╭─ Data supplied

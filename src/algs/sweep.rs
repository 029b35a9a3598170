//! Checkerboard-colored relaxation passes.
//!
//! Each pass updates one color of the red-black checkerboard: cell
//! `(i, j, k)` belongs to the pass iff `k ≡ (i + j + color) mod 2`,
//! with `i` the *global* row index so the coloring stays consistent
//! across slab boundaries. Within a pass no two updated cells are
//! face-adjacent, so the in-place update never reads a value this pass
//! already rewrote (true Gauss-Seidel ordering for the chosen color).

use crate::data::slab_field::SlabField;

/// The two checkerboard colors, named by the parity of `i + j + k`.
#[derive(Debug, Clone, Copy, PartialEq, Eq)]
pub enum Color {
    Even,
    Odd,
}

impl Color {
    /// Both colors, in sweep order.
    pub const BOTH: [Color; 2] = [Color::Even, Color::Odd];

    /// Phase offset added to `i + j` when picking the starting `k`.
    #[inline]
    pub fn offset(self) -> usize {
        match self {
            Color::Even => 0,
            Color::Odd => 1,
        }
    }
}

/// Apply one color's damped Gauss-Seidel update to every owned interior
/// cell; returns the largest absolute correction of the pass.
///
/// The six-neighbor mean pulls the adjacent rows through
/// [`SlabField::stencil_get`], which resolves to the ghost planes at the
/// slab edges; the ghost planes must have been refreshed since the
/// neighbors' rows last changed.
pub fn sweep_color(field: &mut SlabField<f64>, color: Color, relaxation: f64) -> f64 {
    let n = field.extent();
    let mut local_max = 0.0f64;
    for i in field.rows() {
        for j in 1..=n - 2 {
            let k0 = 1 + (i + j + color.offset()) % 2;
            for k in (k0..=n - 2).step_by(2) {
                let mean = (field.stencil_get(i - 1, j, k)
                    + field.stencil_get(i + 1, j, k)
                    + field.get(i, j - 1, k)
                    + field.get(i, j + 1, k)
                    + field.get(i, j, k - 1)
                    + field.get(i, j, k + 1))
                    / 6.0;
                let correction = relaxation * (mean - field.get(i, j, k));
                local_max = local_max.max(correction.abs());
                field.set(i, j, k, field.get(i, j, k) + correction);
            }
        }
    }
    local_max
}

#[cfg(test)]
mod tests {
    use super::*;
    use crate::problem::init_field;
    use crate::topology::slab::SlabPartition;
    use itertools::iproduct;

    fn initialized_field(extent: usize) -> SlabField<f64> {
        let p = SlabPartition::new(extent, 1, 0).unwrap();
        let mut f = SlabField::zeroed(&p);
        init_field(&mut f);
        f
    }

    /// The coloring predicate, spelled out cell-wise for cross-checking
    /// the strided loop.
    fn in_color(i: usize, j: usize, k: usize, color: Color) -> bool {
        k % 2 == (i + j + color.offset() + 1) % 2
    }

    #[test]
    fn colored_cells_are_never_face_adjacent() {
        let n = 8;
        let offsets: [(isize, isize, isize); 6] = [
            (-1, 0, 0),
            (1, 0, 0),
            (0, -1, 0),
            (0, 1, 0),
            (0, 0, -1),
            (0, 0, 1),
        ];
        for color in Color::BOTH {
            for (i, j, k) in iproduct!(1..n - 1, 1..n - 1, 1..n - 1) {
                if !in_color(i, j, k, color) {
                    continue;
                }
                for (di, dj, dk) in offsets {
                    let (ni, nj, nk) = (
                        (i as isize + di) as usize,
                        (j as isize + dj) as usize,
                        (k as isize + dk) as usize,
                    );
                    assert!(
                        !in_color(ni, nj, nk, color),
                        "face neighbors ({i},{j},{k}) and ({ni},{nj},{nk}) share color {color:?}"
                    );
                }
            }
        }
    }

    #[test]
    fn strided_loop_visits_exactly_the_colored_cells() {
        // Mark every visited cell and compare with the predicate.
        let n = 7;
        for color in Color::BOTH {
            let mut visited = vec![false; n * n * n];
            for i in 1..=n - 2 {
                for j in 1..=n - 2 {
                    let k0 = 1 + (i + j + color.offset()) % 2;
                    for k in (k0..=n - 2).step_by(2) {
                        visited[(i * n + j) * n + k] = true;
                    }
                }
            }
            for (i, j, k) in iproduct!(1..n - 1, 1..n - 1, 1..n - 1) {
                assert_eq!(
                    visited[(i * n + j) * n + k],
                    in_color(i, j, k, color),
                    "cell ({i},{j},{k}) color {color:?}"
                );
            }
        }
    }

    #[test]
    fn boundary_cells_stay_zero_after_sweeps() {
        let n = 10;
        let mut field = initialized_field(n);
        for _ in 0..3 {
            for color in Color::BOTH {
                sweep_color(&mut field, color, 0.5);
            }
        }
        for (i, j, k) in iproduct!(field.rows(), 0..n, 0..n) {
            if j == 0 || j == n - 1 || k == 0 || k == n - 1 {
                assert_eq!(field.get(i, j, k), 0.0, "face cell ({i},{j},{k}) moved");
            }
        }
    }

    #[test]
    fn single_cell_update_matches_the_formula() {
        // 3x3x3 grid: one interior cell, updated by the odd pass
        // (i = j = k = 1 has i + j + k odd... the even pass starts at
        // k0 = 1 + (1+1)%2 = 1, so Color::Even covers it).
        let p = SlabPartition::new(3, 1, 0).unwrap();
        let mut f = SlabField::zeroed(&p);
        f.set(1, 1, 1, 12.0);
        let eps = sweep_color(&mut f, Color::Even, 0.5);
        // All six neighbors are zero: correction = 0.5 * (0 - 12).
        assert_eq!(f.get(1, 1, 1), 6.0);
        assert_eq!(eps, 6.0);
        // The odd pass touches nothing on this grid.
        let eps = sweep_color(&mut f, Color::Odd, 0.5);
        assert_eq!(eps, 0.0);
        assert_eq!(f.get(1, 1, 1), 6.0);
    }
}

╰─
╭─ Data supplied

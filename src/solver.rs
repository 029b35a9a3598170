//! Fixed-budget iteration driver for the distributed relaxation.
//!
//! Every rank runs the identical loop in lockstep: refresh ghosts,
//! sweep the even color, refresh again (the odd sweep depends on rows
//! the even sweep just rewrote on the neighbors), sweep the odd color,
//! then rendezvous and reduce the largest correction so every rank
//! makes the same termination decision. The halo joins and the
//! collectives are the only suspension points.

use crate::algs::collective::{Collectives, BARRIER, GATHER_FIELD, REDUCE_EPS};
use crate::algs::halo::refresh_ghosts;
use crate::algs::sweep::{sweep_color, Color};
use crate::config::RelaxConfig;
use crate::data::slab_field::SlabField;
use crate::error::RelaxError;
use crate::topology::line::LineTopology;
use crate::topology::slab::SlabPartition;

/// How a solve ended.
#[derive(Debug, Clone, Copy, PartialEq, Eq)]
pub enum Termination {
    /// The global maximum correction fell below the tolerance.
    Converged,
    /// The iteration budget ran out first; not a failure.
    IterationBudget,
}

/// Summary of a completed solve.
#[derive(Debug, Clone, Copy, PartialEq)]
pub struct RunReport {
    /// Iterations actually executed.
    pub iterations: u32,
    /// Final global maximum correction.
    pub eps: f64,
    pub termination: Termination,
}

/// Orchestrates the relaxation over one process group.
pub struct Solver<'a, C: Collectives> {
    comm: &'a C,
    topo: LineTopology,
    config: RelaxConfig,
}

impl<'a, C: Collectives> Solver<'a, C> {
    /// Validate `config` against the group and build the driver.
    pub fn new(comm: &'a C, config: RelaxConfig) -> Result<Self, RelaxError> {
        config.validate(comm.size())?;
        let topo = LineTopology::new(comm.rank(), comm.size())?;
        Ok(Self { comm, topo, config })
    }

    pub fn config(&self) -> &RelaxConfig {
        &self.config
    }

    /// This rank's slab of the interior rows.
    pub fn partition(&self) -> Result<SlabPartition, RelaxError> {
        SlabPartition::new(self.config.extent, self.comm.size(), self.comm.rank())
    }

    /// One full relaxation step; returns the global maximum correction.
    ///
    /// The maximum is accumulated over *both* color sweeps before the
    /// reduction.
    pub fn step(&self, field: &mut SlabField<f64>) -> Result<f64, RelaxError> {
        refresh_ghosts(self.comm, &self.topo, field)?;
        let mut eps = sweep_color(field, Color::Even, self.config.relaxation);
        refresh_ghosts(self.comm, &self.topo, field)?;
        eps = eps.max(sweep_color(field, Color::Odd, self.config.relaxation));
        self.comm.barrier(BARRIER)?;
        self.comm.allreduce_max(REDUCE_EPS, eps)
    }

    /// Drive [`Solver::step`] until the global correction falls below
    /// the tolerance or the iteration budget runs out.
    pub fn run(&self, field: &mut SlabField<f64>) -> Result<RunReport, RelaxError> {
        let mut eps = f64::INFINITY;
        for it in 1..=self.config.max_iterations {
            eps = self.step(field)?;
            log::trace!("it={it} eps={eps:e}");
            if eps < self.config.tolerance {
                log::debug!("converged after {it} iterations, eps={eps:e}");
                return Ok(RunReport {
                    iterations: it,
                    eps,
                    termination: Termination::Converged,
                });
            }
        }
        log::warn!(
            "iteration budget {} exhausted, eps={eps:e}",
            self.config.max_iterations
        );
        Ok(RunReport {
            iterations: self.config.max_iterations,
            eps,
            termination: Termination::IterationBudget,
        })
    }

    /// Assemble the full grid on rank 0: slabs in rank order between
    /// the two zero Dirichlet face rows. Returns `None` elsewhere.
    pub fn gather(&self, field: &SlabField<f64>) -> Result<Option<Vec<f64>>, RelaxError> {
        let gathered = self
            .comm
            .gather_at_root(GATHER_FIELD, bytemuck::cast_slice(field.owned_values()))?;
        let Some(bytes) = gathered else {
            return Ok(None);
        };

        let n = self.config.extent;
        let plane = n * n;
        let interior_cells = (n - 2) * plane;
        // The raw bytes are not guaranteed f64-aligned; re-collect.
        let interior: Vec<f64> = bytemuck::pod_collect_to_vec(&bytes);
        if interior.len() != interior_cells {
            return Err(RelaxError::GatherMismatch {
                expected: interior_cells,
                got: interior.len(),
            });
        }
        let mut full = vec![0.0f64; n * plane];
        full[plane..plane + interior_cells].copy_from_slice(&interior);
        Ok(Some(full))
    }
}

╰─
╭─ Data supplied

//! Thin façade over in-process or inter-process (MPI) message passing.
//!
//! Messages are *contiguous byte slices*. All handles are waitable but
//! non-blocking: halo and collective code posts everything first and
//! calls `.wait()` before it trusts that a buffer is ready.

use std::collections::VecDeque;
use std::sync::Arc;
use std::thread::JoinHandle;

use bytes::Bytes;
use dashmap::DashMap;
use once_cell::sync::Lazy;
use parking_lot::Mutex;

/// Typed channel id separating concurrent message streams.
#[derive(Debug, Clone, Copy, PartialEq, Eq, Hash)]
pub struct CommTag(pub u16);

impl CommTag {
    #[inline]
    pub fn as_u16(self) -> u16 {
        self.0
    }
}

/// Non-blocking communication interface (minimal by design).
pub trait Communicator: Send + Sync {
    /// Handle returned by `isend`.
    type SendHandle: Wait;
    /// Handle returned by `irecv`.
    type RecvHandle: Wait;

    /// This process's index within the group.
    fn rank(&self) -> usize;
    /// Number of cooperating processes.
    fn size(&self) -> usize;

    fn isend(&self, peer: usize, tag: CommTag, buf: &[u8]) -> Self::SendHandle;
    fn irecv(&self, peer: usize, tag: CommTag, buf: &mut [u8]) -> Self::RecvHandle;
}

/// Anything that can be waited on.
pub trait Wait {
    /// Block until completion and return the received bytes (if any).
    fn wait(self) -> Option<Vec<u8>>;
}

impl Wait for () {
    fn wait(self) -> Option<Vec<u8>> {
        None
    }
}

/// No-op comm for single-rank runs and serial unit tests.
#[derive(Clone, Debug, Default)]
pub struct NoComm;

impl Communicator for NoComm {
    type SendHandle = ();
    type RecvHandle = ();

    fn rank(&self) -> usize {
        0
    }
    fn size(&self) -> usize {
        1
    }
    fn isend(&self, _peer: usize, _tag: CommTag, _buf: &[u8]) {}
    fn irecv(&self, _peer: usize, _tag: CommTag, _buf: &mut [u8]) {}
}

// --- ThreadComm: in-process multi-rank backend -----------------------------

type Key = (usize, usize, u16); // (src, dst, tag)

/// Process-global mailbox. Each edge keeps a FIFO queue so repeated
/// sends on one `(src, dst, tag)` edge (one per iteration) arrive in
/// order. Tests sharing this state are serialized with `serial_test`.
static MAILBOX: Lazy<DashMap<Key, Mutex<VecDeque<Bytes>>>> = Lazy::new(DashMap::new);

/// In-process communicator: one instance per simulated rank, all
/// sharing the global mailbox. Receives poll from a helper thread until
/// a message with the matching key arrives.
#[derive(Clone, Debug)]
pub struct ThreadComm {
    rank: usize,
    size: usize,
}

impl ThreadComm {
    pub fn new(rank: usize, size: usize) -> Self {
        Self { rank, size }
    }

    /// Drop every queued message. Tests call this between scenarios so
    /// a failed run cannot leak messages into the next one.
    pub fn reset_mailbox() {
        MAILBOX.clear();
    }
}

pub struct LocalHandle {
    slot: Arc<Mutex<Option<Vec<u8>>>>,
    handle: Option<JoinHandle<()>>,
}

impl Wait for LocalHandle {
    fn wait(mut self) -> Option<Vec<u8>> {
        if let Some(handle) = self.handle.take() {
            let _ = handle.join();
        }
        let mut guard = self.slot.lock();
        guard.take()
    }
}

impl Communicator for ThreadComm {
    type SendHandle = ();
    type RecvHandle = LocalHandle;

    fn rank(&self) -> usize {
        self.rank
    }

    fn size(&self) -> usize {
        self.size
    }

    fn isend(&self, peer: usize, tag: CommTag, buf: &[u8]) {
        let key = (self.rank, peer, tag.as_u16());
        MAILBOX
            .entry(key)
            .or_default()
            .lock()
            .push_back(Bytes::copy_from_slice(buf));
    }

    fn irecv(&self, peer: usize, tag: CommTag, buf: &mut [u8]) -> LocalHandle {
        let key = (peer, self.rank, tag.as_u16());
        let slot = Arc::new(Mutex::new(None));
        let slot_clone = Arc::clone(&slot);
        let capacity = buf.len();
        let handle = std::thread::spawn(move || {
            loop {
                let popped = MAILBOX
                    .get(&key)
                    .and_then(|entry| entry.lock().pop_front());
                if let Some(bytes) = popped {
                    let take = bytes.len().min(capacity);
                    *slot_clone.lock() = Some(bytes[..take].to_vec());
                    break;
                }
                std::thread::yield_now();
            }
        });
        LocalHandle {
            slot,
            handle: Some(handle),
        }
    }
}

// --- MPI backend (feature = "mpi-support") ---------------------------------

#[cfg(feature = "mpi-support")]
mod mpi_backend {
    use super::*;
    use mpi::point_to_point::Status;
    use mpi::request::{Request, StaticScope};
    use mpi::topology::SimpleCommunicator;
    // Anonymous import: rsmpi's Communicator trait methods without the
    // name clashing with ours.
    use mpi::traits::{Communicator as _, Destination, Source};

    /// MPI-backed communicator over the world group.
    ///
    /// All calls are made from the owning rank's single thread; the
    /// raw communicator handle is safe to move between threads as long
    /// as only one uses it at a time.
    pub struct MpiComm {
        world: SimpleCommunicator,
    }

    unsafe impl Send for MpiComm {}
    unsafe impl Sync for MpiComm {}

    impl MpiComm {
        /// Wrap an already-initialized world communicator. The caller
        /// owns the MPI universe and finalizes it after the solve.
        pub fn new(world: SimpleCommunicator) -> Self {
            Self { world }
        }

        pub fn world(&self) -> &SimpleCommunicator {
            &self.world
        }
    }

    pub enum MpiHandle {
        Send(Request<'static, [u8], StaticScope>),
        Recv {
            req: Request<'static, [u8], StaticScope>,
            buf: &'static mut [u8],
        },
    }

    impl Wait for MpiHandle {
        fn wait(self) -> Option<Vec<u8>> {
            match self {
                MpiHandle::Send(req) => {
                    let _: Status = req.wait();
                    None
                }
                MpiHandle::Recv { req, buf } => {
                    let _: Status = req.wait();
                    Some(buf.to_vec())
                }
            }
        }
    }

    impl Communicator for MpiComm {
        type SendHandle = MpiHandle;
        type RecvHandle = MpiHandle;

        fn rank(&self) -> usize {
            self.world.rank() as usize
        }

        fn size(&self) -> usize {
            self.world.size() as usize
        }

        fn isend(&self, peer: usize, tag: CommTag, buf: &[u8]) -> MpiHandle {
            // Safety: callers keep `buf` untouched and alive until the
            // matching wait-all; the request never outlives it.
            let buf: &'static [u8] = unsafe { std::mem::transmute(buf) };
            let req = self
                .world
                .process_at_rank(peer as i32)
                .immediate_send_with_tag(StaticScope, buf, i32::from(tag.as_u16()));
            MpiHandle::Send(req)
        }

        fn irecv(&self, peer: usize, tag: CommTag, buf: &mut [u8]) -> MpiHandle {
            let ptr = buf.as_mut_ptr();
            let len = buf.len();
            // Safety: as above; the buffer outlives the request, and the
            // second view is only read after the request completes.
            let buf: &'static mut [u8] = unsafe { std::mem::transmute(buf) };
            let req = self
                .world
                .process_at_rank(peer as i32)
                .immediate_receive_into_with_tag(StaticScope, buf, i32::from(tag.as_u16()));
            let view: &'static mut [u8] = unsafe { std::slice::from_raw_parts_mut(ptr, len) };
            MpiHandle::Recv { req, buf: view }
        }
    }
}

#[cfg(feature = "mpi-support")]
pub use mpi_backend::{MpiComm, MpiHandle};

╰─

All lines of the records containing "RecvHandle" should be shown.

    type RecvHandle: Wait;
    fn irecv(&self, peer: usize, tag: CommTag, buf: &mut [u8]) -> Self::RecvHandle;
    type RecvHandle = ();
    type RecvHandle = LocalHandle;
        type RecvHandle = MpiHandle;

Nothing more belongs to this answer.